Lynn R. Goldman (born April 24, 1951) is the Dean of the Milken Institute School of Public Health at George Washington University. She is an American public health physician, a pediatrician and an epidemiologist.

== Early life and education ==
Goldman was born in Galveston, Texas, United States. She graduated with a B.Sc. in Conservation of Natural Resources from the University of California at Berkeley, Berkeley College of Natural Resources, in 1976 and subsequently obtained an M.Sc. in Health and Medical Science in 1979.

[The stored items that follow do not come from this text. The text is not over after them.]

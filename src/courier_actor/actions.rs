//! Custom actions for the Courier actor.
//!
//! These are the domain-specific operations beyond CRUD: binding a courier
//! to an order, releasing it, and advancing it one movement step. Each runs
//! inside the actor's sequential loop, so a whole action is atomic: a reader
//! can never observe a courier marked busy without its bound order id.

use crate::model::{Coordinate, Courier, MoveOutcome};

/// Custom actions for Courier entities.
#[derive(Debug, Clone)]
pub enum CourierAction {
    /// Marks the courier busy with the given order.
    ///
    /// # Errors
    /// Fails if the courier is already bound to an order.
    Bind { order_id: String },
    /// Frees the courier, but only if it is still bound to `order_id`.
    /// A courier already freed or rebound elsewhere is left untouched.
    Release { order_id: String },
    /// Moves one step of `step_size_km` toward `target`, snapping onto it
    /// when the remaining distance is below the step.
    MoveTowards {
        target: Coordinate,
        step_size_km: f64,
    },
}

/// Results from CourierActions - variants match 1:1 with CourierAction.
#[derive(Debug, Clone)]
pub enum CourierActionResult {
    /// The courier after a successful bind.
    Bound(Courier),
    /// The courier after a release (or the untouched courier on no-op).
    Released(Courier),
    /// The courier after a movement step, with the step outcome.
    Moved {
        courier: Courier,
        outcome: MoveOutcome,
    },
}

In 1981, she received an MPH from the Johns Hopkins Bloomberg School of Public Health (formerly Johns Hopkins University School of Hygiene and Public Health) and an MD from the University of California in the same year.

== Career ==
In 1993, Goldman was appointed by President Bill Clinton and confirmed by the US Senate as Assistant Administrator for Toxic Substances at the US Environmental Protection Agency, becoming the first physician to serve in this capacity. During her five years at the EPA, from 1993 to 1998, she promoted pesticide legislation reform, assessment of industrial-chemical hazards, and children's health issues.

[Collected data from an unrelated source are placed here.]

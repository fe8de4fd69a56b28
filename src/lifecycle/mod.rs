//! # System Lifecycle & Orchestration
//!
//! Individual actors are simple; wiring them together is where complexity
//! lives. This module is the conductor: it creates the actors, injects their
//! dependencies, seeds the courier fleet, and coordinates graceful shutdown
//! (drop clients → channels close → actors drain and exit → await tasks).

pub mod dispatch_system;
pub mod tracing;

pub use dispatch_system::*;
pub use tracing::*;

Formerly a professor of environmental health at the Bloomberg School of Public Health she is perhaps best known for her role in helping craft the Food Protection Act passed by Congress in 1996, the first national environmental law to explicitly require measures to protect children from pesticides.

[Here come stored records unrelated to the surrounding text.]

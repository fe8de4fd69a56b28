//! # Observability & Tracing
//!
//! Structured logging for the whole system via the `tracing` crate.
//!
//! The compact format hides the crate/module prefix (`with_target(false)`);
//! actors log with an `entity_type` field instead, which keeps lines short
//! while staying filterable.
//!
//! ```bash
//! RUST_LOG=info cargo run      # Compact logs
//! RUST_LOG=debug cargo run     # Full payloads and per-tick movement
//! ```
//!
//! With `RUST_LOG=info` a delivery looks like:
//!
//! ```text
//! INFO Created entity_type="Order" id="ORD_0001" size=1
//! INFO Order assigned courier_id="COU_001" distance_km=0.0
//! INFO Order progressed order_id="ORD_0001" state=PICKED_UP
//! INFO Order progressed order_id="ORD_0001" state=DELIVERED
//! INFO Courier released available=true
//! ```
pub fn setup_tracing() {
    tracing_subscriber::fmt()
        .with_env_filter(tracing_subscriber::EnvFilter::from_default_env())
        .with_target(false) // Don't show module paths - we use entity_type instead
        .compact()
        .init();
}
//! Pure data structures and pure rules: coordinates and distances, the order
//! state machine, and the Order/Courier entities with their DTOs.

pub mod courier;
pub mod geo;
pub mod order;
pub mod state;

pub use courier::*;
pub use geo::*;
pub use order::*;
pub use state::*;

Goldman is frequently asked to advise and testify in matters regarding her areas of expertise. She is also regularly asked to comment on developments in her fields on national media.

== Memberships ==
Goldman has served on numerous national boards and expert committees including the Committee on Environmental Health of the American Academy of Pediatrics, the Centers for Disease Control Lead Poisoning Prevention Advisory Committee and the National Research Council. She also serves on the Food and Drug Administration's (FDA) Science Board and has served on different subcommittees. Goldman formerly served as chair of the board of the Children's Environmental Health Network.

She is a member of the National Academy of Medicine (NAM), and serves on the Board of Governors of the National Academy of Sciences (NAS). Goldman also serves as a member of the National Academy of Medicine Council and of the Advisory Committee to the Director of the U.S. Center for Disease Control and Prevention.

== Works ==
Goldman has published various scientific articles and written for blogs like The Hill.

== Awards and recognitions ==
In 2009, Goldman received the 16th Annual Heinz Award with a special focus on global change. She was also recognized as one of Maryland's Top 100 Women in the same year.

Goldman received an honorary doctorate degree from the Swedish Örebro University and has also received different Alumni awards.

In 2016, Goldman received the Walsh McDermott Award for distinguished service to the National Academy of Medicine, recognizing her more than 30-year-history of volunteering.

In 2018, Goldman was nominated as a member of the Johns Hopkins Society of Scholars.